'Internet-obsessed kids can be co-opted to check hackers'

With hackers prowling the internet in various guises as criminals, hacktivists and state-sponsored rogue attackers, it is time for the world to invest more on creating cybersecurity experts, says Richard Marshall, director of global cybersecurity management, Department of Homeland Security of the US government. He spoke to Deccan Herald’s L Subramani on the sidelines of Securitybyte security conference in Bangalore recently. Excerpts:

You have been a vocal advocate of investment in the R&D for cybersecurity. How do you think that will work?

We’re not talking about the Indian problem or the American problem. As we are connected to the central nervous system called the internet, the problems remain global. So far, our response to cyberattacks has been reactionary. We let the adversary pull us before we push.
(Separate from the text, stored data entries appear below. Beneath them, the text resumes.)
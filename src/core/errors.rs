use axum::{http::StatusCode, response::IntoResponse, Json};
use serde_json::json;
use thiserror::Error;

#[derive(Debug, Error)]
pub enum ApiError {
    #[error("bad request: {0}")]
    BadRequest(String),
    #[error("dimension mismatch: {0}")]
    DimensionMismatch(String),
    #[error("embedding service error: {0}")]
    EmbeddingService(String),
    #[error("synthesis service error: {0}")]
    SynthesisService(String),
    #[error("internal error: {0}")]
    Internal(String),
}

impl ApiError {
    pub fn internal<E: std::fmt::Display>(err: E) -> Self {
        ApiError::Internal(err.to_string())
    }
}

impl IntoResponse for ApiError {
    fn into_response(self) -> axum::response::Response {
        // Validation failures carry their message verbatim; external-service
        // failures return a generic body and log the detail for operators.
        let (status, message) = match &self {
            ApiError::BadRequest(msg) => (StatusCode::BAD_REQUEST, msg.clone()),
            ApiError::DimensionMismatch(msg) => (StatusCode::BAD_REQUEST, msg.clone()),
            ApiError::EmbeddingService(detail) => {
                tracing::error!("Embedding service failure: {}", detail);
                (StatusCode::BAD_GATEWAY, "Embedding service failure".to_string())
            }
            ApiError::SynthesisService(detail) => {
                tracing::error!("Synthesis service failure: {}", detail);
                (StatusCode::BAD_GATEWAY, "Synthesis service failure".to_string())
            }
            ApiError::Internal(msg) => (StatusCode::INTERNAL_SERVER_ERROR, msg.clone()),
        };

        let body = Json(json!({ "error": message }));
        (status, body).into_response()
    }
}
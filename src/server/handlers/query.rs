use std::sync::Arc;

use axum::extract::State;
use axum::response::IntoResponse;
use axum::Json;
use serde::{Deserialize, Serialize};

use crate::core::config::QueryConfig;
use crate::core::errors::ApiError;
use crate::rag::{Character, QueryParams, RagPipeline};
use crate::state::AppState;

use super::index::NodePayload;

#[derive(Debug, Deserialize)]
#[serde(rename_all = "camelCase")]
pub struct QueryRequest {
    pub query: String,
    pub top_k: Option<usize>,
    pub nodes: Vec<NodePayload>,
    pub temperature: Option<f64>,
    pub top_p: Option<f64>,
}

#[derive(Debug, Serialize)]
pub struct QueryResponse {
    pub characters: Vec<Character>,
}

pub async fn query_index(
    State(state): State<Arc<AppState>>,
    Json(request): Json<QueryRequest>,
) -> Result<impl IntoResponse, ApiError> {
    let defaults = QueryConfig::default();

    let params = QueryParams {
        query: request.query,
        top_k: request.top_k.unwrap_or(defaults.top_k),
        nodes: request
            .nodes
            .into_iter()
            .map(|node| (node.text, node.embedding))
            .collect(),
        temperature: request.temperature.unwrap_or(defaults.temperature),
        top_p: request.top_p.unwrap_or(defaults.top_p),
    };

    let pipeline = RagPipeline::new(state.llm.clone());
    let characters = pipeline.query(params).await?;

    tracing::info!("Extracted {} characters from response", characters.len());

    // Zero extracted characters is a normal outcome, returned as an empty list.
    Ok(Json(QueryResponse { characters }))
}
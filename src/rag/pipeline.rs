use std::sync::Arc;

use futures_util::future::try_join_all;

use crate::core::errors::ApiError;
use crate::llm::{ChatMessage, ChatRequest, LlmProvider};

use super::chunker::chunk;
use super::extractor::{extract_characters, Character};
use super::index::{Node, VectorIndex};
use super::retriever::retrieve;

/// Parameters for one query operation, assembled by the caller.
#[derive(Debug, Clone)]
pub struct QueryParams {
    pub query: String,
    pub top_k: usize,
    /// Caller-held (text, embedding) pairs from a previous build.
    pub nodes: Vec<(String, Vec<f32>)>,
    pub temperature: f64,
    pub top_p: f64,
}

/// Orchestrates the chunk → embed → index → retrieve → synthesize →
/// extract pipeline over an injected provider.
///
/// Stateless apart from the provider handle; every operation builds its
/// index from caller-supplied data and drops it on return.
pub struct RagPipeline {
    llm: Arc<dyn LlmProvider>,
}

impl RagPipeline {
    pub fn new(llm: Arc<dyn LlmProvider>) -> Self {
        Self { llm }
    }

    /// Chunk a document and embed every chunk, returning the nodes the
    /// caller must hold and resend on each query.
    ///
    /// Embedding calls fan out concurrently and are joined before the index
    /// is built; any failure aborts the whole build, so a partial node list
    /// is never returned.
    pub async fn build_nodes(
        &self,
        document: &str,
        chunk_size: usize,
        chunk_overlap: usize,
    ) -> Result<Vec<Node>, ApiError> {
        let chunks = chunk(document, chunk_size, chunk_overlap)?;
        tracing::debug!("Embedding {} chunks", chunks.len());

        let embeddings = try_join_all(chunks.iter().map(|c| self.llm.embed(&c.text))).await?;

        let pairs = chunks
            .into_iter()
            .map(|c| c.text)
            .zip(embeddings)
            .collect();

        let index = VectorIndex::build(pairs)?;
        Ok(index.into_nodes())
    }

    /// Answer a query over caller-supplied nodes and extract character
    /// records from the synthesized response.
    pub async fn query(&self, params: QueryParams) -> Result<Vec<Character>, ApiError> {
        validate_unit_interval("temperature", params.temperature)?;
        validate_unit_interval("topP", params.top_p)?;

        let index = VectorIndex::build(params.nodes)?;

        let query_embedding = self.llm.embed(&params.query).await?;
        let retrieved = retrieve(&index, &query_embedding, params.top_k)?;
        tracing::debug!(
            "Retrieved {} of {} nodes for synthesis",
            retrieved.len(),
            index.len()
        );

        let context: Vec<&str> = retrieved.iter().map(|s| s.node.text.as_str()).collect();
        let prompt = build_prompt(&context, &params.query);

        let request = ChatRequest::new(vec![ChatMessage::user(prompt)])
            .with_sampling(params.temperature, params.top_p);
        let response = self.llm.chat(request).await?;

        Ok(extract_characters(&response))
    }
}

fn validate_unit_interval(field: &str, value: f64) -> Result<(), ApiError> {
    if !(0.0..=1.0).contains(&value) || value.is_nan() {
        return Err(ApiError::BadRequest(format!(
            "{} must be within [0, 1], got {}",
            field, value
        )));
    }
    Ok(())
}

/// Frame retrieved chunk texts and the literal query into one prompt.
fn build_prompt(context: &[&str], query: &str) -> String {
    format!(
        "Context information is below.\n\
         ---------------------\n\
         {}\n\
         ---------------------\n\
         Given the context information and not prior knowledge, answer the query.\n\
         Query: {}\n\
         Answer:",
        context.join("\n\n"),
        query
    )
}

#[cfg(test)]
mod tests {
    use super::*;

    #[test]
    fn prompt_carries_context_and_literal_query() {
        let prompt = build_prompt(
            &["First chunk.", "Second chunk."],
            "Who are the characters?",
        );

        assert!(prompt.contains("First chunk.\n\nSecond chunk."));
        assert!(prompt.contains("Query: Who are the characters?"));
        assert!(prompt.ends_with("Answer:"));
    }

    #[test]
    fn prompt_with_no_context_still_carries_the_query() {
        let prompt = build_prompt(&[], "Who?");
        assert!(prompt.contains("Query: Who?"));
    }

    #[test]
    fn sampling_parameters_outside_unit_interval_are_rejected() {
        assert!(validate_unit_interval("temperature", 0.0).is_ok());
        assert!(validate_unit_interval("temperature", 1.0).is_ok());
        assert!(validate_unit_interval("temperature", -0.1).is_err());
        assert!(validate_unit_interval("topP", 1.5).is_err());
        assert!(validate_unit_interval("topP", f64::NAN).is_err());
    }
}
Hackers constantly think on how to get into the system. Much of the software used in the US has been developed out of here (India) and without security, we would find malware (virus) being injected into them. Internet is also largely without borders and so, it would be easier for criminals to pick on the weakness and attack sitting in a corner of the world where they are unencumbered by laws and justice. So if we were to win this game, it is important for us to take control of the operational environment. This doesn’t mean we must simply stay ahead, but to rest back the whole control and let them react. This is possible if only we have more focus and investment in researching on cybersecurity.

In the US at least, investment on cybersecurity has been less. We have (university) scholarship for those playing certain sports. The sportsperson remains productive for just six or seven years getting into the pro circuit. Investments in science and engineering on the contrary, would keep professionals active for 20 or 30 years, which is what we need if we were to have control on cyber environment.

The talk of cybersecurity in India emanate more from the business side, prompting most of us to think that such talks are motivated by business gains...

This is not unique to India. It is not right for me to comment on what India should do to solve this problem, but it can learn from what other countries are doing. Awareness on a wider level has been an issue, which, I guess, can be tackled if the government takes it up directly.

In the US, for instance, we have launched what is called ‘Cybersecurity Awareness Challenge’, which has generated tremendous awareness among common people. As users of technology, their participation in cybersecurity is more important. We have a problem not just at work place, but from school down to each household. Young children are early adaptors of technology; their parents are not good at understanding the threats either. So a mass awareness campaign should help.

How real is cybercrime in the US?

Oh it is very real. One of the major problems for people in our country is stolen security numbers. The money is very helpful to them when they grow up. However, those who have their numbers stolen realise after growing up that the money has gone and they are left with massive debts instead. Illegal aliens set up false identities, which is a huge national economic problem. If this continues, people would lose faith in economic system.

You talk about talent building. Is there a demand?

Indeed. One of the most ironical pieces of statistics in the US is that when the country’s unemployment rate is 9.6 per cent, there is almost zero per cent unemployment in cybersecurity. We need people; more people with better expertise if we want to tackle this problem effectively.

What other things we should try in order to save the world from disastrous cyberattacks of the future?

I am in favour of learning from each other’s experience. Conferences and other informal forums are probably the best means of exchanging ideas at a people-to-people level. It can’t get any better than a bunch of people who have solutions for different pieces of the problem discussing them sitting across the table.

While we may still produce academic experts, favoured by most security agencies and commercial security solution vendors, there must be an inclusion of the ‘under the basement’ kids, who are 24/7 on the internet and are constantly thinking out of the box.

They are artists and are probably the best counterweights for hackers who, like these kids, have a feel for what they do and are artists in their own rights. Cybersecurity is not a political issue; it is a technology issue and probably needs unconventional approaches.